Iconic German actress Hanna Schygulla shared important memories from her life with the audience of the 55th Thessaloniki Film Festival during a Q&A session that took place on Thursday, November 6, 2014 at the Pavlos Zannas Theatre. The audience Q&A was part of the screening of five short films in the context of the tribute to her work organised in collaboration with Goethe-Institut Thessaloniki.
In her opening remarks, Hanna Schygulla said she was particularly happy to see packed theatres in Thessaloniki. She then discussed the films that were part of the tribute to her work. The actress said that, in 1978, her relationship with director Reiner Werner Fassbinder was going through a rough patch. “It was a wild time; I wanted to do everything in a movie — act, sing, everything— and the project he had been working on at the time was eventually dropped. So I bought my own camera and started shooting. It was a dream come true for me, to be able to act without any directorial guidance. I was in charge of the direction, the lights, the editing”.
In 2003, New York City’s Museum of Modern Art (MoMA) organised a retrospective to her work and the curators asked her if there was any unknown material they could include in it. That was when those hitherto unknown films were presented for the first time. “This was a rewarding experience, after which I started working again.”
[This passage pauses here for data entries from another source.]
//! Sequence search orchestration against the Pfam search service.
//!
//! # Architecture
//!
//! - [`JobTracker`] - Owns in-flight jobs: `submit`, `drain`, `results`
//! - [`SearchJob`] / [`JobStatus`] - Per-job state machine
//! - [`PollAction`] / [`classify_status`] - Status-code policy for polling
//! - [`payload`] - XML extraction for acknowledgements, results and families
//!
//! A job moves from `Pending` to exactly one terminal status and is then
//! removed from the active set for good.

pub mod payload;
mod tracker;

pub use payload::{PayloadError, extract_matches};
pub use tracker::{DrainReport, JobTracker, PollSettings, SubmitOutcome};

use std::fmt;

/// State of one search job.
#[derive(Debug, Clone, Copy, PartialEq, Eq)]
pub enum JobStatus {
    /// Submitted, waiting for results.
    Pending,
    /// Results received and extracted.
    Succeeded,
    /// Upstream reported the job dead (502, 500, 503, 401).
    Failed,
    /// Unrecognized status code, or the optional poll cap was reached.
    Abandoned,
}

impl JobStatus {
    /// Returns true for statuses that remove the job from the active set.
    #[must_use]
    pub fn is_terminal(self) -> bool {
        !matches!(self, Self::Pending)
    }
}

impl fmt::Display for JobStatus {
    fn fmt(&self, f: &mut fmt::Formatter<'_>) -> fmt::Result {
        match self {
            Self::Pending => write!(f, "pending"),
            Self::Succeeded => write!(f, "succeeded"),
            Self::Failed => write!(f, "failed"),
            Self::Abandoned => write!(f, "abandoned"),
        }
    }
}

/// One tracked search.
#[derive(Debug, Clone, PartialEq, Eq)]
pub struct SearchJob {
    /// Identifier of the submitted sequence.
    pub identifier: String,
    /// Polling URL handed back by the search service on submission.
    pub submission_url: String,
    /// Current status.
    pub status: JobStatus,
    order: usize,
}

impl SearchJob {
    fn pending(identifier: &str, submission_url: String, order: usize) -> Self {
        Self {
            identifier: identifier.to_string(),
            submission_url,
            status: JobStatus::Pending,
            order,
        }
    }
}

/// A family a sequence matched.
#[derive(Debug, Clone, PartialEq, Eq, Hash)]
pub struct FamilyMatch {
    /// Identifier of the searched sequence.
    pub identifier: String,
    /// Pfam family accession.
    pub family_id: String,
}

/// Why the search service gave up on a job.
#[derive(Debug, Clone, Copy, PartialEq, Eq)]
pub enum JobFailure {
    /// 502: the job failed on the search system side.
    UpstreamFailure,
    /// 500 or 503: the job was put on hold by the service admins.
    Held,
    /// 401: the job was deleted by the service admins.
    Withdrawn,
}

/// What a polling status code means for the job.
#[derive(Debug, Clone, Copy, PartialEq, Eq)]
pub enum PollAction {
    /// 200: results are ready.
    Ready,
    /// 202: still running.
    Processing,
    /// Known terminal failure code.
    Failed(JobFailure),
    /// Any other code; the job is abandoned.
    Unhandled(u16),
}

/// Maps a polling response status code to the action taken for the job.
#[must_use]
pub fn classify_status(status: u16) -> PollAction {
    match status {
        200 => PollAction::Ready,
        202 => PollAction::Processing,
        502 => PollAction::Failed(JobFailure::UpstreamFailure),
        500 | 503 => PollAction::Failed(JobFailure::Held),
        401 => PollAction::Failed(JobFailure::Withdrawn),
        other => PollAction::Unhandled(other),
    }
}

#[cfg(test)]
mod tests {
    use super::*;

    #[test]
    fn test_classify_status_table() {
        assert_eq!(classify_status(200), PollAction::Ready);
        assert_eq!(classify_status(202), PollAction::Processing);
        assert_eq!(
            classify_status(502),
            PollAction::Failed(JobFailure::UpstreamFailure)
        );
        assert_eq!(classify_status(500), PollAction::Failed(JobFailure::Held));
        assert_eq!(classify_status(503), PollAction::Failed(JobFailure::Held));
        assert_eq!(
            classify_status(401),
            PollAction::Failed(JobFailure::Withdrawn)
        );
        assert_eq!(classify_status(404), PollAction::Unhandled(404));
        assert_eq!(classify_status(201), PollAction::Unhandled(201));
    }

    #[test]
    fn test_job_status_terminal() {
        assert!(!JobStatus::Pending.is_terminal());
        assert!(JobStatus::Succeeded.is_terminal());
        assert!(JobStatus::Failed.is_terminal());
        assert!(JobStatus::Abandoned.is_terminal());
    }

    #[test]
    fn test_job_status_display() {
        assert_eq!(JobStatus::Abandoned.to_string(), "abandoned");
    }
}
In Hanna Hannah, which has the Holocaust Memorial in Berlin as a background, Ms Schygulla touches on her relationship with Germany’s past. When MoMA asked her to screen it, “I needed no more encouragement. I kept making my own films, one or two a year, especially when I had no other engagements. Shooting those films gave me hope, it made me think that the best is still to come. I was like that ever since I was a child. Even now, this is my mindset.”
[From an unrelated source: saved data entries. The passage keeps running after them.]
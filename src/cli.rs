//! CLI argument definitions using clap derive macros.

use std::path::PathBuf;

use clap::Parser;

use pfam_fusions::MissPolicy;

/// Find the Pfam domain architectures (fusion events) of query proteins.
///
/// Each FASTA record is searched against Pfam; for every family it matches,
/// all multi-domain architectures that family takes part in are listed in the
/// summary report, with every member protein in the details report.
#[derive(Parser, Debug)]
#[command(name = "pfam-fusions")]
#[command(author, version, about)]
pub struct Args {
    /// FASTA file with the query protein sequences
    pub input: PathBuf,

    /// Summary report (one row per architecture)
    pub summary: PathBuf,

    /// Details report (one row per member protein)
    pub details: PathBuf,

    /// Increase output verbosity (-v for debug, -vv for trace)
    #[arg(short, long, action = clap::ArgAction::Count)]
    pub verbose: u8,

    /// Suppress non-error output
    #[arg(short, long, conflicts_with = "verbose")]
    pub quiet: bool,

    /// Config file (default: $XDG_CONFIG_HOME/pfam-fusions/config.toml)
    #[arg(long)]
    pub config: Option<PathBuf>,

    /// Pfam service root
    #[arg(long, value_name = "URL")]
    pub pfam_url: Option<String>,

    /// PubSEED service root
    #[arg(long, value_name = "URL")]
    pub pubseed_url: Option<String>,

    /// Pause before every polling cycle in milliseconds (default 3000, max 600000)
    #[arg(long, value_name = "MS", value_parser = clap::value_parser!(u64).range(0..=600_000))]
    pub poll_interval_ms: Option<u64>,

    /// Pause after every submission in milliseconds (default 2000, max 600000)
    #[arg(long, value_name = "MS", value_parser = clap::value_parser!(u64).range(0..=600_000))]
    pub submit_delay_ms: Option<u64>,

    /// Give up on jobs still pending after this many polling cycles (default: never)
    #[arg(long, value_name = "N", value_parser = clap::value_parser!(u32).range(1..))]
    pub max_poll_cycles: Option<u32>,

    /// What to do when a page lacks expected data: ignore, warn or fail
    #[arg(long, value_name = "POLICY")]
    pub on_miss: Option<MissPolicy>,

    /// Also write the collected architectures as JSON
    #[arg(long, value_name = "PATH")]
    pub json: Option<PathBuf>,

    /// Read timeout per request in seconds (default 600, max 3600)
    #[arg(long, value_name = "SECS", value_parser = clap::value_parser!(u64).range(1..=3600))]
    pub timeout_secs: Option<u64>,
}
Before the screening, Hanna Schygulla asked the audience not to look for perfection in those films. “I did not care about technical mastery, those films were totally handmade, using any material I could get my hands on.” The first part of the honorary screening featuredBiographical Fresco, Me And My Double and At The End, all of them directed by Schygulla. “Biographical Fresco is an autobiography, a portrait, a fresco of myself, using old materials. It is a film about how it all started, from the first snowflake.”
Her film Me And My Double is based on the literature of Polish writer Witold Gombrowicz. “I tried to capture the words someone else wrote, words I identified with and had a magical effect on my life,” said the actress. About her third film, At The End, she said: “The time comes when you see that the end is getting ever closer, and this affects your priorities and your idea about what really matters in life. Life today may be frantic, but personally I do not like to do things in a hurry. Haste ruins my ability to enjoy life.”
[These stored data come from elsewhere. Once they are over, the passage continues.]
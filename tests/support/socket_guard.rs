use std::net::TcpListener;
use std::panic::Location;

use wiremock::MockServer;

#[must_use]
pub fn socket_tests_required() -> bool {
    std::env::var("PFAM_FUSIONS_REQUIRE_SOCKET_TESTS")
        .ok()
        .is_some_and(|value| matches!(value.to_ascii_lowercase().as_str(), "1" | "true" | "yes"))
}

#[track_caller]
#[must_use]
pub fn should_skip_socket_bound_test() -> bool {
    if TcpListener::bind("127.0.0.1:0").is_ok() {
        return false;
    }

    let location = Location::caller();
    let message = format!(
        "[socket-bound-test] cannot bind localhost socket at {}:{}; wiremock-based test cannot run in this environment",
        location.file(),
        location.line()
    );
    if socket_tests_required() {
        panic!("{message}. Set PFAM_FUSIONS_REQUIRE_SOCKET_TESTS=0 to allow local skip behavior.");
    }

    eprintln!(
        "{message}. Skipping test. Set PFAM_FUSIONS_REQUIRE_SOCKET_TESTS=1 to fail-fast instead."
    );
    true
}

pub async fn start_mock_server_or_skip() -> Option<MockServer> {
    if should_skip_socket_bound_test() {
        None
    } else {
        Some(MockServer::start().await)
    }
}
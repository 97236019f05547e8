//! Cross-reference lookup for representative proteins.
//!
//! - [`IdentifierResolver`] - Async trait: ordered aliases in, first hit out
//! - [`PubSeedResolver`] - PubSEED search-form implementation
//! - [`FigMatch`] - The alias that resolved and its FIG id

mod pubseed;

pub use pubseed::{PubSeedResolver, find_fig_id, search_pattern};

use async_trait::async_trait;

use crate::fetch::FetchError;

/// A resolved cross-reference.
#[derive(Debug, Clone, PartialEq, Eq)]
pub struct FigMatch {
    /// The candidate alias that produced a hit.
    pub alias: String,
    /// The external FIG identifier.
    pub fig_id: String,
}

/// Finds an external identifier for the first resolvable alias.
///
/// Uses `async_trait` so the report writer can hold a `&dyn IdentifierResolver`
/// and tests can substitute fixed answers.
#[async_trait]
pub trait IdentifierResolver: Send + Sync {
    /// Tries `candidates` in order and stops at the first hit.
    ///
    /// Returns `Ok(None)` when nothing resolves, including for an empty list.
    ///
    /// # Errors
    ///
    /// Any transport failure is returned immediately; later candidates are
    /// not tried.
    async fn resolve(&self, candidates: &[String]) -> Result<Option<FigMatch>, FetchError>;
}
After the screening, Ms Schygulla received questions from the audience. A viewer asked her if she had difficulty expressing herself as an artist in the German language. Although the artist belongs to the post-war generation and had no reason to feel guilty, she admitted that “indeed, that was how I felt. The acts of the Nazis left their hideous marks on the entire world. This heritage was a terrible burden.” Commenting on the almost complete annihilation of the Thessaloniki Jewry, she said: “This makes me feel horrible. This is a part of History that Germans of my generation were unable to handle. But it makes no sense to stick to that feeling. Whenever I catch myself feeling ‘superior’, immediately an alarm bell rings inside me and I ponder on those events. Germans are also human beings, however. Not all of them are monsters. But those events showed us how people can be transformed into monsters when they find themselves having to deal with a crisis, a loss or destitution.”
Ms Schygulla added that she feels uncomfortable hearing anyone say “I am proud of my country.” “It makes me a bit scared. I think of Germany after the First World War. Boosting national pride was then the top priority. And I totally mistrust such efforts, because they can so easily slip towards fascism, extremism and terrorism. We are witnessing the emergence of radical movements that want to restore ‘what has been lost’. Every crisis is a great opportunity to move forward, but it also comes with the great danger of becoming attached to parochial beliefs about life in the past and how life should become in the present. My generation did not want to identify with its past. I wanted to be anything else but a German. Which was a good thing, because it made me become always open to difference, and difference has always fascinated me.”
Answering a question about how she deals with old age anxiety, Ms Schygulla said: “An entire industry profits from our fear of old age. People are willing to do plastic surgery, but they are less willing to operate on their souls and remove what they do not want to keep. Of course it is a fact that, as you age, you lose your sex appeal and your body becomes frail. No woman my age ever looks herself in the mirror without pulling back the skin on her face. You are disinclined to accept the transforming power of gravity on you, but you have no choice. Unless of course you choose a Dorian Gray solution”.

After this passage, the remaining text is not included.